Even if these image data are not used to out people, the counting and classifying of LGBTQIA+ people has a long history of rendering them susceptible to dehumanization and violence (see Spade 2015). LGBTQIA+ precarity is only exacerbated now that private corporations control web-scale data collections and data analytics tools (Cheney-Lippold 2017, 220–221).
Many YouTube content creators have noted that it makes their LGBTQIA+ themed content invisible on the site. On the page of one bisexual user, named neonfiona, you can literally change her online identity from bisexual to straight by enabling restricted mode, which censors all of her content on dating women but leaves all of her similar content on dating men intact (Monea 2022).
Take, for example, Google’s understanding of the term ‘bisexual’. From 2009 to 2012 Google only understood the term ‘bisexual’ as a query for mainstream heteroporn. While the effects of this oversight at Google and their slowness to address it are quite bad, it is easy to understand how their algorithms would have come to such a conclusion. In mainstream porn, the term ‘bisexual’ is popularly appropriated heteronormatively to signal only scenes with females willing to engage in group sex with other women, for example male–female–female (MFF) threesomes.3 The term ‘bisexual’, then, is hugely popular in mainstream heteroporn, and mainstream heteroporn comprises a large percentage of internet pornography (if not of the web in its entirety). As such, the term ‘bisexual’ actually is more likely to indicate pornography than not. And while it is a flagship term in the LGBTQIA+ marquee, bisexuals often speak of feeling under-represented or even marginalized in LGBTQIA+ discourse. With the term often being collapsed into its container acronym, one can see how this usage would have been less compelling to the filter’s machine learning protocols. The end result was Google adding the term ‘bisexual’ to a list of banned search terms that could cause a website to be deprioritized in search rankings if any of these terms appeared on the site.
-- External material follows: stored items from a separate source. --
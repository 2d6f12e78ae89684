//! Pipeline inputs: submissions and the cutoff date.
//!
//! Both are traits so the run can be driven by the JotForm API and a terminal
//! prompt in production, and by in-memory values in tests.
//!
//! ## JotForm listing
//!
//! `GET {base}/form/{id}/submissions?limit=…&offset=…`, with the key in the
//! `APIKEY` header so it never appears in a URL, returns
//!
//! ```json
//! { "responseCode": 200, "message": "success",
//!   "content": [ { "id": "…", "created_at": "2017-01-14 09:30:00",
//!                  "answers": { "3": { "text": "Full Name",
//!                                      "answer": {"first": "Jane", "last": "Doe"},
//!                                      "prettyFormat": "Jane Doe" } } } ],
//!   "resultSet": { "offset": 0, "limit": 1000, "count": 1 } }
//! ```
//!
//! Pages are requested until one comes back short. Submissions keep the
//! order the API lists them in.

use crate::config::BinderConfig;
use crate::error::BinderError;
use crate::submission::{Answer, QuestionId, RawSubmission};
use crate::pipeline::filter::parse_cutoff;
use chrono::{NaiveDate, NaiveDateTime};
use serde::Deserialize;
use serde_json::Value;
use std::collections::BTreeMap;
use std::future::Future;
use std::io::BufRead;
use std::time::Duration;
use tracing::{debug, info, warn};

/// Timestamp layout of `created_at` in JotForm responses.
pub const CREATED_AT_FORMAT: &str = "%Y-%m-%d %H:%M:%S";

/// Anything that can list a form's submissions.
pub trait SubmissionSource {
    fn fetch_submissions(
        &self,
        form_id: &str,
    ) -> impl Future<Output = Result<Vec<RawSubmission>, BinderError>> + Send;
}

/// Anything that can supply the cutoff date.
pub trait CutoffSource {
    fn cutoff(&self) -> impl Future<Output = Result<NaiveDate, BinderError>> + Send;
}

/// A cutoff known up front, e.g. from `--since`.
#[derive(Debug, Clone, Copy)]
pub struct FixedCutoff(pub NaiveDate);

impl CutoffSource for FixedCutoff {
    async fn cutoff(&self) -> Result<NaiveDate, BinderError> {
        Ok(self.0)
    }
}

/// Read one line from `reader` and parse it as the cutoff date.
///
/// Used for piped input, where there is no terminal to prompt on. An empty
/// stream reads as an empty date and fails to parse.
pub fn read_cutoff_line(mut reader: impl BufRead) -> Result<NaiveDate, BinderError> {
    let mut line = String::new();
    reader
        .read_line(&mut line)
        .map_err(|e| BinderError::CutoffInput {
            detail: e.to_string(),
        })?;
    parse_cutoff(&line)
}

/// A fixed, already-fetched list of submissions.
impl SubmissionSource for Vec<RawSubmission> {
    async fn fetch_submissions(&self, _form_id: &str) -> Result<Vec<RawSubmission>, BinderError> {
        Ok(self.clone())
    }
}

// ── JotForm client ───────────────────────────────────────────────────────

/// HTTP client for the JotForm submissions endpoint.
pub struct JotformClient {
    http: reqwest::Client,
    base_url: String,
    api_key: String,
    page_limit: usize,
    timeout_secs: u64,
}

impl JotformClient {
    pub fn new(config: &BinderConfig) -> Result<Self, BinderError> {
        let http = reqwest::Client::builder()
            .timeout(Duration::from_secs(config.request_timeout_secs))
            .user_agent(concat!("formbinder/", env!("CARGO_PKG_VERSION")))
            .build()
            .map_err(|e| BinderError::Internal(format!("Failed to build HTTP client: {}", e)))?;

        Ok(Self {
            http,
            base_url: config.api_base_url.clone(),
            api_key: config.api_key.clone(),
            page_limit: config.page_limit,
            timeout_secs: config.request_timeout_secs,
        })
    }

    async fn fetch_page(
        &self,
        form_id: &str,
        offset: usize,
    ) -> Result<SubmissionsPage, BinderError> {
        let url = format!("{}/form/{}/submissions", self.base_url, form_id);
        debug!("GET {} (offset {})", url, offset);

        let limit = self.page_limit.to_string();
        let offset = offset.to_string();
        let response = self
            .http
            .get(&url)
            .header("APIKEY", self.api_key.as_str())
            .query(&[
                ("limit", limit.as_str()),
                ("offset", offset.as_str()),
            ])
            .send()
            .await
            .map_err(|e| self.request_error(form_id, e))?;

        let status = response.status();
        let body = response
            .text()
            .await
            .map_err(|e| self.request_error(form_id, e))?;

        match parse_submissions_page(&body) {
            Err(BinderError::MalformedResponse { .. }) if !status.is_success() => {
                Err(BinderError::RetrievalFailed {
                    form_id: form_id.to_string(),
                    reason: format!("HTTP {}", status),
                })
            }
            other => other,
        }
    }

    fn request_error(&self, form_id: &str, e: reqwest::Error) -> BinderError {
        if e.is_timeout() {
            BinderError::RetrievalTimeout {
                form_id: form_id.to_string(),
                secs: self.timeout_secs,
            }
        } else {
            BinderError::RetrievalFailed {
                form_id: form_id.to_string(),
                reason: e.without_url().to_string(),
            }
        }
    }
}

impl SubmissionSource for JotformClient {
    async fn fetch_submissions(&self, form_id: &str) -> Result<Vec<RawSubmission>, BinderError> {
        let mut all = Vec::new();
        let mut offset = 0;

        loop {
            let page = self.fetch_page(form_id, offset).await?;
            let listed = page.listed;
            all.extend(page.submissions);

            if listed < self.page_limit {
                break;
            }
            offset += listed;
        }

        info!("Fetched {} submissions for form {}", all.len(), form_id);
        Ok(all)
    }
}

// ── Response parsing ─────────────────────────────────────────────────────

/// One page of the listing, already converted.
#[derive(Debug)]
pub struct SubmissionsPage {
    pub submissions: Vec<RawSubmission>,
    /// Entries the API listed on this page, deleted ones included.
    pub listed: usize,
}

#[derive(Deserialize)]
struct WireResponse {
    #[serde(rename = "responseCode")]
    response_code: u16,
    #[serde(default)]
    message: Option<String>,
    #[serde(default)]
    content: Option<Vec<WireSubmission>>,
}

#[derive(Deserialize)]
struct WireSubmission {
    id: String,
    created_at: String,
    #[serde(default)]
    status: Option<String>,
    #[serde(default)]
    answers: Value,
}

#[derive(Deserialize)]
struct WireAnswer {
    #[serde(default)]
    text: Option<String>,
    #[serde(default)]
    answer: Option<Value>,
    #[serde(rename = "prettyFormat", default)]
    pretty_format: Option<Value>,
}

/// Parse a submissions listing body.
pub fn parse_submissions_page(body: &str) -> Result<SubmissionsPage, BinderError> {
    let wire: WireResponse =
        serde_json::from_str(body).map_err(|e| BinderError::MalformedResponse {
            detail: e.to_string(),
        })?;

    if wire.response_code != 200 {
        return Err(BinderError::ApiError {
            code: wire.response_code,
            message: wire.message.unwrap_or_else(|| "no message".to_string()),
        });
    }

    let content = wire.content.ok_or_else(|| BinderError::MalformedResponse {
        detail: "missing 'content' array".to_string(),
    })?;
    let listed = content.len();

    let mut submissions = Vec::with_capacity(listed);
    for w in content {
        if w.status.as_deref() == Some("DELETED") {
            debug!("Ignoring deleted submission {}", w.id);
            continue;
        }
        submissions.push(convert_submission(w)?);
    }

    Ok(SubmissionsPage {
        submissions,
        listed,
    })
}

fn convert_submission(w: WireSubmission) -> Result<RawSubmission, BinderError> {
    let created_at = NaiveDateTime::parse_from_str(&w.created_at, CREATED_AT_FORMAT).map_err(
        |e| BinderError::MalformedResponse {
            detail: format!(
                "submission {}: bad created_at '{}': {}",
                w.id, w.created_at, e
            ),
        },
    )?;

    let mut answers = BTreeMap::new();
    match w.answers {
        Value::Object(map) => {
            for (qid, v) in map {
                let wa: WireAnswer =
                    serde_json::from_value(v).map_err(|e| BinderError::MalformedResponse {
                        detail: format!("submission {}: answer {}: {}", w.id, qid, e),
                    })?;
                answers.insert(QuestionId(qid), convert_answer(wa));
            }
        }
        // JotForm encodes "no answers" as an empty array.
        Value::Array(ref items) if items.is_empty() => {}
        Value::Null => {}
        other => {
            return Err(BinderError::MalformedResponse {
                detail: format!("submission {}: unexpected answers value {}", w.id, other),
            })
        }
    }

    Ok(RawSubmission {
        id: w.id,
        created_at,
        answers,
    })
}

fn convert_answer(w: WireAnswer) -> Answer {
    let pretty_value = match w.pretty_format {
        None | Some(Value::Null) => None,
        Some(v) => Some(flatten_value(&v)),
    };

    Answer {
        question_text: w.text.unwrap_or_default(),
        raw_value: w.answer.as_ref().map(flatten_value).unwrap_or_default(),
        pretty_value,
    }
}

/// Reduce a JSON answer to display text.
///
/// Composite fields (name, address) arrive as objects and are joined with
/// spaces; multi-select fields arrive as arrays and are joined with commas.
pub fn flatten_value(v: &Value) -> String {
    match v {
        Value::Null => String::new(),
        Value::String(s) => s.clone(),
        Value::Bool(b) => b.to_string(),
        Value::Number(n) => n.to_string(),
        Value::Array(items) => join_non_empty(items.iter(), ", "),
        Value::Object(map) => {
            if map.values().any(|v| v.is_object() || v.is_array()) {
                warn!("Flattening nested answer object with {} keys", map.len());
            }
            join_non_empty(map.values(), " ")
        }
    }
}

fn join_non_empty<'a>(values: impl Iterator<Item = &'a Value>, sep: &str) -> String {
    values
        .map(flatten_value)
        .filter(|s| !s.trim().is_empty())
        .collect::<Vec<_>>()
        .join(sep)
}
//! Field formatting: one `<p>label: value</p>` line per requested question.
//!
//! Rules, in priority order:
//!
//! 1. question absent from the record → `---`
//! 2. pretty value present and empty → `---` (a blank answer prints like a
//!    missing one, not as an empty underline)
//! 3. pretty value present → underlined pretty value
//! 4. otherwise → underlined raw value
//!
//! Formatting is total: every record and field name produces a line.

use crate::config::ValueInsertion;
use crate::submission::{Answer, NormalizedRecord};
use std::borrow::Cow;
use std::fmt;

/// Text printed in place of an unanswered question.
pub const MISSING_MARKER: &str = "---";

/// What a field line shows after its label.
#[derive(Debug, Clone, PartialEq, Eq)]
pub enum FieldValue {
    Missing,
    Underlined(String),
}

/// A label paired with its formatted value.
#[derive(Debug, Clone, PartialEq, Eq)]
pub struct FormattedField {
    pub label: String,
    pub value: FieldValue,
}

impl FormattedField {
    pub fn is_missing(&self) -> bool {
        self.value == FieldValue::Missing
    }

    /// Render as HTML, inserting the value according to `insertion`.
    pub fn to_markup(&self, insertion: ValueInsertion) -> String {
        match &self.value {
            FieldValue::Missing => format!("<p>{}: {}</p>", self.label, MISSING_MARKER),
            FieldValue::Underlined(v) => format!(
                "<p>{}: <span class=\"underline\">{}</span></p>",
                self.label,
                insert_value(v, insertion)
            ),
        }
    }
}

impl fmt::Display for FormattedField {
    /// Plain-text form, e.g. `Allergies: ---`.
    fn fmt(&self, f: &mut fmt::Formatter<'_>) -> fmt::Result {
        match &self.value {
            FieldValue::Missing => write!(f, "{}: {}", self.label, MISSING_MARKER),
            FieldValue::Underlined(v) => write!(f, "{}: {}", self.label, v),
        }
    }
}

/// Format `field_name` from `record`. `label` defaults to the field name.
pub fn format(record: &NormalizedRecord, field_name: &str, label: Option<&str>) -> FormattedField {
    format_answer(record.get(field_name), label.unwrap_or(field_name))
}

/// Format an optional answer under `label`.
pub fn format_answer(answer: Option<&Answer>, label: &str) -> FormattedField {
    let value = match answer {
        None => FieldValue::Missing,
        Some(a) => match a.pretty_value.as_deref() {
            Some("") => FieldValue::Missing,
            Some(pretty) => FieldValue::Underlined(pretty.to_string()),
            None => FieldValue::Underlined(a.raw_value.clone()),
        },
    };

    FormattedField {
        label: label.to_string(),
        value,
    }
}

/// Insert a submitted value into markup.
///
/// `TrustedRaw` passes the value through untouched so the printout matches
/// what was typed. `Escaped` HTML-escapes it.
pub fn insert_value(value: &str, insertion: ValueInsertion) -> Cow<'_, str> {
    match insertion {
        ValueInsertion::TrustedRaw => Cow::Borrowed(value),
        ValueInsertion::Escaped => html_escape::encode_text(value),
    }
}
Because of this, for three years, all bisexual organizations and community resources were either deprioritized in Google search results or completely censored (Garcia 2012).
Google’s inability to parse context leads it to obscure whole corpuses of useful LGBTQIA+ discourse for as minor an infraction as a single explicit image on an entire site or forum, further sexualizing people’s identities and denigrating them as not fit for the public sphere.
Google has made sure that the flow of internet traffic to pornography is bottlenecked through a small set of keywords that it thinks indicate a user is intentionally searching for pornography, and because internet traffic is bottlenecked through these few keywords it becomes very easy for the mainstream porn industry to maintain a financial lock on these search terms. As such, Google has essentially guaranteed the continued dominance of mainstream heteroporn.
In ensuring that you only get porn when you want it, Google has additionally ensured that you will always get the same kind of porn.
At this point, however, it is safe to assume that these keywords will reflect the heteronormativity so deeply engrained in both our pornography and SafeSearch’s code. The alternative, avant-garde, and experimental pornography that is the focus of much of porn studies may find itself continually and increasingly marginalized. If porn is where we go for a safe space not only to be affected – materially, symbolically, and sexually – but also to discover what affects us, this space has been sold for the sake of advert revenues.
It is worth noting that the term bisexual is not used to describe MMF threesomes or larger group sex scenes in mainstream porn, and only begins to appear in LGBTQIA+ porn when men penetrate one another in these scenes.